Until DMARC came along nobody really cared about alignment between authentication domains and the From: header. But to pass DMARC an emails From: header must align with either the DKIM d= domain or the SPF (bounce address) domain. Or both.

Both DKIM and SPF can be broken in transit – so a mail that passes SPF and DKIM when it’s sent may not pass them when it’s received. They break in different ways, though. Pretty much any forwarding of mail – whether through a vanity domain, internal handoffs, mailing lists, anything – will break SPF. The main thing that breaks DKIM is an intermediate server making “non-trivial” modifications to the headers or body of the message.

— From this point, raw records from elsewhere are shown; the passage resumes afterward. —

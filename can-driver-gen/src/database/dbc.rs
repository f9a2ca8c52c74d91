//! DBC file adapter
//!
//! Parses Vector DBC files with the can-dbc crate and projects them into
//! the internal database model. All vendor-attribute resolution lives
//! here: the network name, the physical-type enumeration, per-message
//! direction and instance-name values, and per-signal type codes. The
//! rest of the pipeline never sees a raw attribute bag.

use std::collections::HashMap;
use std::path::Path;

use crate::database::model::{ByteOrder, Database, Message, PhysicalTypeTable, Signal};
use crate::types::{GeneratorError, Result};

/// Network-scope attribute carrying the name the driver class is named after
pub const NETWORK_NAME_ATTRIBUTE: &str = "DBName";
/// Signal-scope enumeration attribute listing the physical type names
pub const VAR_TYPE_ATTRIBUTE: &str = "CG_VarType";
/// Message-scope attribute holding the direction value (0 receive, 1 transmit)
pub const DIRECTION_ATTRIBUTE: &str = "CG_MsgDirection";
/// Message-scope attribute overriding the generated member-variable name
pub const INSTANCE_NAME_ATTRIBUTE: &str = "CG_InstanceName";

/// Marker bit DBC files set on arbitration IDs of extended frames
const EXTENDED_ID_FLAG: u32 = 0x8000_0000;

/// Receiver placeholder DBC tools write when no real node is assigned
const UNASSIGNED_NODE: &str = "Vector__XXX";

/// Parse a DBC file and project it into a `Database`
pub fn load_dbc_file(path: &Path) -> Result<Database> {
    log::info!("Loading DBC file: {:?}", path);

    // Read as bytes first (handle non-UTF8 encodings)
    let bytes = std::fs::read(path)?;

    // Try UTF-8 first, then fall back to Latin-1/Windows-1252 encoding
    let content = match String::from_utf8(bytes) {
        Ok(content) => content,
        Err(err) => {
            log::warn!("DBC file is not UTF-8, trying Latin-1 encoding");
            err.into_bytes().iter().map(|&b| b as char).collect()
        }
    };

    parse_dbc(&content)
}

/// Parse DBC text and project it into a `Database`
pub fn parse_dbc(content: &str) -> Result<Database> {
    let dbc = can_dbc::DBC::from_slice(content.as_bytes())
        .map_err(|e| GeneratorError::DbcParseError(format!("{:?}", e)))?;
    project_database(&dbc)
}

/// Project a parsed DBC into the internal database model
///
/// Fails fast if the DBC lacks the network name or the physical-type
/// enumeration, or if two messages share a frame ID.
pub fn project_database(dbc: &can_dbc::DBC) -> Result<Database> {
    let name = network_name(dbc)?;
    let physical_types = physical_type_table(dbc)?;
    let default_type_code = default_type_code(dbc, &physical_types);

    let attributes = MessageAttributes::collect(dbc);
    let extra_transmitters = extra_transmitters(dbc);

    let mut messages = Vec::with_capacity(dbc.messages().len());
    let mut seen_ids: HashMap<u32, String> = HashMap::new();

    for dbc_msg in dbc.messages() {
        let message = convert_message(dbc_msg, &attributes, &extra_transmitters, default_type_code);

        if let Some(previous) = seen_ids.insert(message.frame_id, message.name.clone()) {
            return Err(GeneratorError::DuplicateFrameId {
                first: previous,
                second: message.name.clone(),
                frame_id: message.frame_id,
            });
        }

        messages.push(message);
    }

    log::info!(
        "Projected database '{}': {} messages, {} type names",
        name,
        messages.len(),
        physical_types.len()
    );

    Ok(Database {
        name,
        physical_types,
        messages,
    })
}

/// Per-message and per-signal vendor attribute values, keyed by the raw
/// arbitration ID as written in the DBC (marker bit included)
struct MessageAttributes {
    directions: HashMap<u32, i64>,
    instance_names: HashMap<u32, String>,
    type_codes: HashMap<(u32, String), i64>,
}

impl MessageAttributes {
    fn collect(dbc: &can_dbc::DBC) -> Self {
        let mut directions = HashMap::new();
        let mut instance_names = HashMap::new();
        let mut type_codes = HashMap::new();

        for attr in dbc.attribute_values() {
            match attr.attribute_value() {
                can_dbc::AttributeValuedForObjectType::MessageDefinitionAttributeValue(
                    id,
                    Some(value),
                ) => {
                    if attr.attribute_name() == DIRECTION_ATTRIBUTE {
                        if let Some(direction) = attribute_as_i64(value) {
                            directions.insert(id.0, direction);
                        }
                    } else if attr.attribute_name() == INSTANCE_NAME_ATTRIBUTE {
                        if let can_dbc::AttributeValue::AttributeValueCharString(name) = value {
                            if !name.is_empty() {
                                instance_names.insert(id.0, name.clone());
                            }
                        }
                    }
                }
                can_dbc::AttributeValuedForObjectType::SignalAttributeValue(
                    id,
                    signal_name,
                    value,
                ) => {
                    if attr.attribute_name() == VAR_TYPE_ATTRIBUTE {
                        if let Some(code) = attribute_as_i64(value) {
                            type_codes.insert((id.0, signal_name.clone()), code);
                        }
                    }
                }
                _ => {}
            }
        }

        Self {
            directions,
            instance_names,
            type_codes,
        }
    }
}

/// Extract the network name from the database-level name attribute
fn network_name(dbc: &can_dbc::DBC) -> Result<String> {
    for attr in dbc.attribute_values() {
        if attr.attribute_name() != NETWORK_NAME_ATTRIBUTE {
            continue;
        }
        if let can_dbc::AttributeValuedForObjectType::RawAttributeValue(
            can_dbc::AttributeValue::AttributeValueCharString(name),
        ) = attr.attribute_value()
        {
            if !name.is_empty() {
                return Ok(name.clone());
            }
        }
    }
    Err(GeneratorError::NoNetworkDefinition)
}

/// Extract the physical-type enumeration from the attribute definitions
fn physical_type_table(dbc: &can_dbc::DBC) -> Result<PhysicalTypeTable> {
    for definition in dbc.attribute_definitions() {
        let raw = match definition {
            can_dbc::AttributeDefinition::Signal(raw) => raw,
            _ => continue,
        };
        if let Some((name, choices)) = parse_enum_definition(raw) {
            if name == VAR_TYPE_ATTRIBUTE {
                return Ok(PhysicalTypeTable::new(choices));
            }
        }
    }
    Err(GeneratorError::MissingTypeEnumeration)
}

/// Resolve the database-level default type code, if one is declared
///
/// DBC tools write enumeration defaults as the choice string; older
/// exports write the numeric index directly. Both are accepted.
fn default_type_code(dbc: &can_dbc::DBC, types: &PhysicalTypeTable) -> Option<i64> {
    for default in dbc.attribute_defaults() {
        if default.attribute_name() != VAR_TYPE_ATTRIBUTE {
            continue;
        }
        let code = match default.attribute_value() {
            can_dbc::AttributeValue::AttributeValueCharString(choice) => {
                let code = types.code_for(choice);
                if code.is_none() {
                    log::warn!(
                        "Default type '{}' is not a declared type name, ignoring",
                        choice
                    );
                }
                code
            }
            other => attribute_as_i64(other),
        };
        if code.is_some() {
            return code;
        }
    }
    None
}

/// Collect extra transmitter nodes declared separately from the message
fn extra_transmitters(dbc: &can_dbc::DBC) -> HashMap<u32, Vec<String>> {
    let mut extras: HashMap<u32, Vec<String>> = HashMap::new();
    for entry in dbc.message_transmitters() {
        let nodes = extras.entry(entry.message_id().0).or_default();
        for transmitter in entry.transmitter() {
            if let can_dbc::Transmitter::NodeName(node) = transmitter {
                if !nodes.contains(node) {
                    nodes.push(node.clone());
                }
            }
        }
    }
    extras
}

/// Convert a can-dbc message into the internal model
fn convert_message(
    dbc_msg: &can_dbc::Message,
    attributes: &MessageAttributes,
    extra_transmitters: &HashMap<u32, Vec<String>>,
    default_type_code: Option<i64>,
) -> Message {
    let raw_id = dbc_msg.message_id().0;
    let frame_id = raw_id & !EXTENDED_ID_FLAG;
    let is_extended = raw_id & EXTENDED_ID_FLAG != 0;

    let mut senders = Vec::new();
    if let can_dbc::Transmitter::NodeName(node) = dbc_msg.transmitter() {
        senders.push(node.clone());
    }
    if let Some(extras) = extra_transmitters.get(&raw_id) {
        for node in extras {
            if !senders.contains(node) {
                senders.push(node.clone());
            }
        }
    }

    // Receiver sets are declared per signal; the message-level set is
    // their union in first-seen order
    let mut receivers: Vec<String> = Vec::new();
    let mut signals = Vec::with_capacity(dbc_msg.signals().len());

    for dbc_sig in dbc_msg.signals() {
        for node in dbc_sig.receivers() {
            if node != UNASSIGNED_NODE && !receivers.contains(node) {
                receivers.push(node.clone());
            }
        }
        signals.push(convert_signal(dbc_sig, raw_id, attributes, default_type_code));
    }

    Message {
        name: dbc_msg.message_name().to_string(),
        frame_id,
        is_extended,
        instance_name: attributes.instance_names.get(&raw_id).cloned(),
        direction_attr: attributes.directions.get(&raw_id).copied(),
        senders,
        receivers,
        signals,
    }
}

/// Convert a can-dbc signal into the internal model
fn convert_signal(
    dbc_sig: &can_dbc::Signal,
    raw_id: u32,
    attributes: &MessageAttributes,
    default_type_code: Option<i64>,
) -> Signal {
    let byte_order = match *dbc_sig.byte_order() {
        can_dbc::ByteOrder::LittleEndian => ByteOrder::LittleEndian,
        can_dbc::ByteOrder::BigEndian => ByteOrder::BigEndian,
    };

    let is_signed = matches!(*dbc_sig.value_type(), can_dbc::ValueType::Signed);

    let type_code = attributes
        .type_codes
        .get(&(raw_id, dbc_sig.name().to_string()))
        .copied()
        .or(default_type_code);

    Signal {
        name: dbc_sig.name().to_string(),
        bit_start: *dbc_sig.start_bit() as u16,
        bit_length: *dbc_sig.signal_size() as u16,
        byte_order,
        is_signed,
        scale: *dbc_sig.factor(),
        offset: *dbc_sig.offset(),
        type_code,
    }
}

/// Interpret an attribute value as an integer
///
/// can-dbc parses bare numbers as floats, so integral floats are accepted.
fn attribute_as_i64(value: &can_dbc::AttributeValue) -> Option<i64> {
    match value {
        can_dbc::AttributeValue::AttributeValueU64(v) => i64::try_from(*v).ok(),
        can_dbc::AttributeValue::AttributeValueI64(v) => Some(*v),
        can_dbc::AttributeValue::AttributeValueF64(v) if v.fract() == 0.0 => Some(*v as i64),
        _ => None,
    }
}

/// Split an enumeration attribute definition into its name and choices
///
/// The raw text looks like `"CG_VarType" ENUM  "uint8_t","uint16_t"`.
/// Returns `None` for non-enumeration definitions.
fn parse_enum_definition(raw: &str) -> Option<(String, Vec<String>)> {
    let (name, rest) = take_quoted(raw.trim_start())?;
    let rest = rest.trim_start().strip_prefix("ENUM")?;

    let mut choices = Vec::new();
    let mut rest = rest;
    loop {
        rest = rest.trim_start_matches(|c: char| c.is_whitespace() || c == ',');
        if !rest.starts_with('"') {
            break;
        }
        let (choice, tail) = take_quoted(rest)?;
        choices.push(choice);
        rest = tail;
    }

    if choices.is_empty() {
        None
    } else {
        Some((name, choices))
    }
}

/// Take a leading double-quoted string, returning it and the remainder
fn take_quoted(s: &str) -> Option<(String, &str)> {
    let rest = s.strip_prefix('"')?;
    let end = rest.find('"')?;
    Some((rest[..end].to_string(), &rest[end + 1..]))
}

Because of that it’s been good practice to have both SPF and DKIM align, so that if one of them is broken in transit DMARC will still pass.

But how important is that really?

SPF is much more fragile than DKIM. It’s fairly common for SPF to be broken in delivery, so if you want DMARC to pass reliably it’s critical to have DKIM alignment.

Any mail delivery path that manages to break DKIM will almost certainly break SPF too. So if you have DKIM alignment having the SPF alignment too doesn’t add much, if any, robustness. Sure, SPF alignment is still a nice-to-have, and if it’s reasonably easy to have your SPF align you should do that. But if it’s complex or expensive or tricky to set up then you can just not do it, and rely on your DKIM being aligned..

If you don’t have aligned DKIM then having aligned SPF will help DMARC pass – but you shouldn’t rely on that, and should spend the effort to get your mail DKIM signed with an aligned d= domain.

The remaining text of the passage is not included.